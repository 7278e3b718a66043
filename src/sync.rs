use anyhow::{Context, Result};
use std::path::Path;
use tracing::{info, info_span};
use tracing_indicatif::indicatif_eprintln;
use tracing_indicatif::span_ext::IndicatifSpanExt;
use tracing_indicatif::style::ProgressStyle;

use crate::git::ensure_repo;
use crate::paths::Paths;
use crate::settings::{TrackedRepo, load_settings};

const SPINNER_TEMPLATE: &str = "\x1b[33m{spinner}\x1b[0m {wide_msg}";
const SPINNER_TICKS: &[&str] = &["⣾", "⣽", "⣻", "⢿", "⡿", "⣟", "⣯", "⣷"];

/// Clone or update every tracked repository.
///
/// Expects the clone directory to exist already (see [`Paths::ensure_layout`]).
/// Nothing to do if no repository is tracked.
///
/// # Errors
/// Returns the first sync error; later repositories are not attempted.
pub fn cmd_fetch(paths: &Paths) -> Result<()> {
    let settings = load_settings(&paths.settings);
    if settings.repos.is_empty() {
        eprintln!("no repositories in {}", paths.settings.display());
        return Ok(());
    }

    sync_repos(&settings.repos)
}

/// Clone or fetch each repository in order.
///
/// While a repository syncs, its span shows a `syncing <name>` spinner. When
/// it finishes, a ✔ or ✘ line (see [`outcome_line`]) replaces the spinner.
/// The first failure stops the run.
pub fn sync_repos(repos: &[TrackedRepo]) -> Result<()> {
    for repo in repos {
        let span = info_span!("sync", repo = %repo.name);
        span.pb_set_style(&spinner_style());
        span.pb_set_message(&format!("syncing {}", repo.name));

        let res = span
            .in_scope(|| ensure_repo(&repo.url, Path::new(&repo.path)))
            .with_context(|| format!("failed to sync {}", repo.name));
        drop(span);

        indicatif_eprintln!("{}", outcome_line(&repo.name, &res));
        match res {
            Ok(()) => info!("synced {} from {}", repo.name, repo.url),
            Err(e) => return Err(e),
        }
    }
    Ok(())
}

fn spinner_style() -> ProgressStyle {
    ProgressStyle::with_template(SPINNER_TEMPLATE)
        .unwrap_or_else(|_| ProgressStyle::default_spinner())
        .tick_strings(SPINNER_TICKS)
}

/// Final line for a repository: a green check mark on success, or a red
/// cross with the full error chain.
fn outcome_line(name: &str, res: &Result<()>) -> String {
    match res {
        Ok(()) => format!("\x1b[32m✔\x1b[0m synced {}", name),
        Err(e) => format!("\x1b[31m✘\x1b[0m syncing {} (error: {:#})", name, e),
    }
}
====================
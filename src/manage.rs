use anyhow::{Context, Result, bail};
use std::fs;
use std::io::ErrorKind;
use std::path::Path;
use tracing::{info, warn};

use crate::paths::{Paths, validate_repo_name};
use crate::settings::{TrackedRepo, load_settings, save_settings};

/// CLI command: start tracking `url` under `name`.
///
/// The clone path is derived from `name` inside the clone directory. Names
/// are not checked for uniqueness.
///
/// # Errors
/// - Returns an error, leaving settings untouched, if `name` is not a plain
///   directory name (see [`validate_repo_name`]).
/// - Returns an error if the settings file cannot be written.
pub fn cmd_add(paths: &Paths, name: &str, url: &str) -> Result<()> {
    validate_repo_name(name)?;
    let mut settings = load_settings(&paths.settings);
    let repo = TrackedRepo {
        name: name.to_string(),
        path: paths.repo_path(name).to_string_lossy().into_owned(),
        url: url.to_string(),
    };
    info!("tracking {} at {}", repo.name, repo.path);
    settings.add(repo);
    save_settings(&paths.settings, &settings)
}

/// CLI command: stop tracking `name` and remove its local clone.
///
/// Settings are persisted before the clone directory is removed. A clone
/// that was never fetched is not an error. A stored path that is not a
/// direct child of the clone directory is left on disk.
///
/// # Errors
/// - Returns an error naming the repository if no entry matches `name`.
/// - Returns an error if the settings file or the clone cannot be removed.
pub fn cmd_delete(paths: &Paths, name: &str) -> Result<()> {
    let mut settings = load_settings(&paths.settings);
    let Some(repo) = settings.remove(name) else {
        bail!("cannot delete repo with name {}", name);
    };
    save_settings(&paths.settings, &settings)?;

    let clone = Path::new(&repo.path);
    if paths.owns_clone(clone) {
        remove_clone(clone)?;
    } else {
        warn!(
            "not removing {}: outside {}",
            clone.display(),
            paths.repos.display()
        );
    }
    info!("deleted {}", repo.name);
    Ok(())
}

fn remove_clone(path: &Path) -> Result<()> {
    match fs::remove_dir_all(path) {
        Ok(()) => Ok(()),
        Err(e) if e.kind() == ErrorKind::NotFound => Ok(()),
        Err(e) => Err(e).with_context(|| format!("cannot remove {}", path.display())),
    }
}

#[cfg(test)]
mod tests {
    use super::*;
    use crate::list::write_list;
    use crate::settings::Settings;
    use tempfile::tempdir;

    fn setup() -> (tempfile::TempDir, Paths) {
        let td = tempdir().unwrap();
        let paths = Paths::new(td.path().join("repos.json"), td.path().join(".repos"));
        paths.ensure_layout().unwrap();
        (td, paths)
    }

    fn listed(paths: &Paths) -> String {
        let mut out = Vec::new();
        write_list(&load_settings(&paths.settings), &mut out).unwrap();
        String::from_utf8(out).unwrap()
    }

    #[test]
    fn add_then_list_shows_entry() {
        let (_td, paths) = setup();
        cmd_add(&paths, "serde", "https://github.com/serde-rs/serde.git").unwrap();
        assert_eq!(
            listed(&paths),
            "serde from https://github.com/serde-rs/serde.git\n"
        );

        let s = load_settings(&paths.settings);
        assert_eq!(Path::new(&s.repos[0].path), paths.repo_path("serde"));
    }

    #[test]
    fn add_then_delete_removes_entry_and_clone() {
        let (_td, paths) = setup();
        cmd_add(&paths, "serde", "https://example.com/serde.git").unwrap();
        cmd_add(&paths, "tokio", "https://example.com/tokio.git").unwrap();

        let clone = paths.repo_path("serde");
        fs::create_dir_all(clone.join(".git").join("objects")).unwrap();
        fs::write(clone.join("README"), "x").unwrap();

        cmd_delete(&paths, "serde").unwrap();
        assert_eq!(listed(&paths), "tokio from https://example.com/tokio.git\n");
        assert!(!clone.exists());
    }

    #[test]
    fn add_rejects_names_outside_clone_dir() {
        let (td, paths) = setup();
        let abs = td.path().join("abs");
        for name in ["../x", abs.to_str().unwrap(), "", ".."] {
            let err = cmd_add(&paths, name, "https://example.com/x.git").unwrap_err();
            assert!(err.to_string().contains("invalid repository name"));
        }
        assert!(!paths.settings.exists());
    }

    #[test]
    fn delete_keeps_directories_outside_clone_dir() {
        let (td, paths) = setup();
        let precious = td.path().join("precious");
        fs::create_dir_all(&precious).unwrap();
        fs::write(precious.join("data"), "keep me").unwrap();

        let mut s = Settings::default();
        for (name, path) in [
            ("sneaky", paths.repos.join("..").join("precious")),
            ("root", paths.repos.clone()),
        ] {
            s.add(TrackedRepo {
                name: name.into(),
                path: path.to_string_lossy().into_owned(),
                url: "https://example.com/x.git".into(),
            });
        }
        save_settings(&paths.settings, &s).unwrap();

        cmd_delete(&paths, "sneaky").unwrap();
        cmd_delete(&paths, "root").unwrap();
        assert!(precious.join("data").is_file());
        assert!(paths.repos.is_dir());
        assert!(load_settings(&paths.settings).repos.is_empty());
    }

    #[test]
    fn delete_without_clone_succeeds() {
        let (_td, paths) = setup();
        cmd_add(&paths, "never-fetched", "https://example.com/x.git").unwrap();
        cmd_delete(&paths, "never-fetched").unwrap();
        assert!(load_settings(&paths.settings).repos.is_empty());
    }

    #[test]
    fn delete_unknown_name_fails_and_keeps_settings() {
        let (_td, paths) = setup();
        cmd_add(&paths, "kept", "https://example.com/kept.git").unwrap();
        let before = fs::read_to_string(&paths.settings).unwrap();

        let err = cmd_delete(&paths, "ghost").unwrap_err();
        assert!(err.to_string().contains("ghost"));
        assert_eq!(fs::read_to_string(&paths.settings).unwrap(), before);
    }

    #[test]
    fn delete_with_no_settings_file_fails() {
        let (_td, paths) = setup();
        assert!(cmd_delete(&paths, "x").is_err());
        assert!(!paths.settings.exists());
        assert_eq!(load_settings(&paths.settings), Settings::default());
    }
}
====================
▶ _Your instructions_:
Of all the entries above, output exactly the lines between the one holding "const SPINNER_TEMPLATE: &str" and the one holding "While a repository", inclusive.

▶ _Solution to this task_:
const SPINNER_TEMPLATE: &str = "\x1b[33m{spinner}\x1b[0m {wide_msg}";
const SPINNER_TICKS: &[&str] = &["⣾", "⣽", "⣻", "⢿", "⡿", "⣟", "⣯", "⣷"];

/// Clone or update every tracked repository.
///
/// Expects the clone directory to exist already (see [`Paths::ensure_layout`]).
/// Nothing to do if no repository is tracked.
///
/// # Errors
/// Returns the first sync error; later repositories are not attempted.
pub fn cmd_fetch(paths: &Paths) -> Result<()> {
    let settings = load_settings(&paths.settings);
    if settings.repos.is_empty() {
        eprintln!("no repositories in {}", paths.settings.display());
        return Ok(());
    }

    sync_repos(&settings.repos)
}

/// Clone or fetch each repository in order.
///
/// While a repository syncs, its span shows a `syncing <name>` spinner. When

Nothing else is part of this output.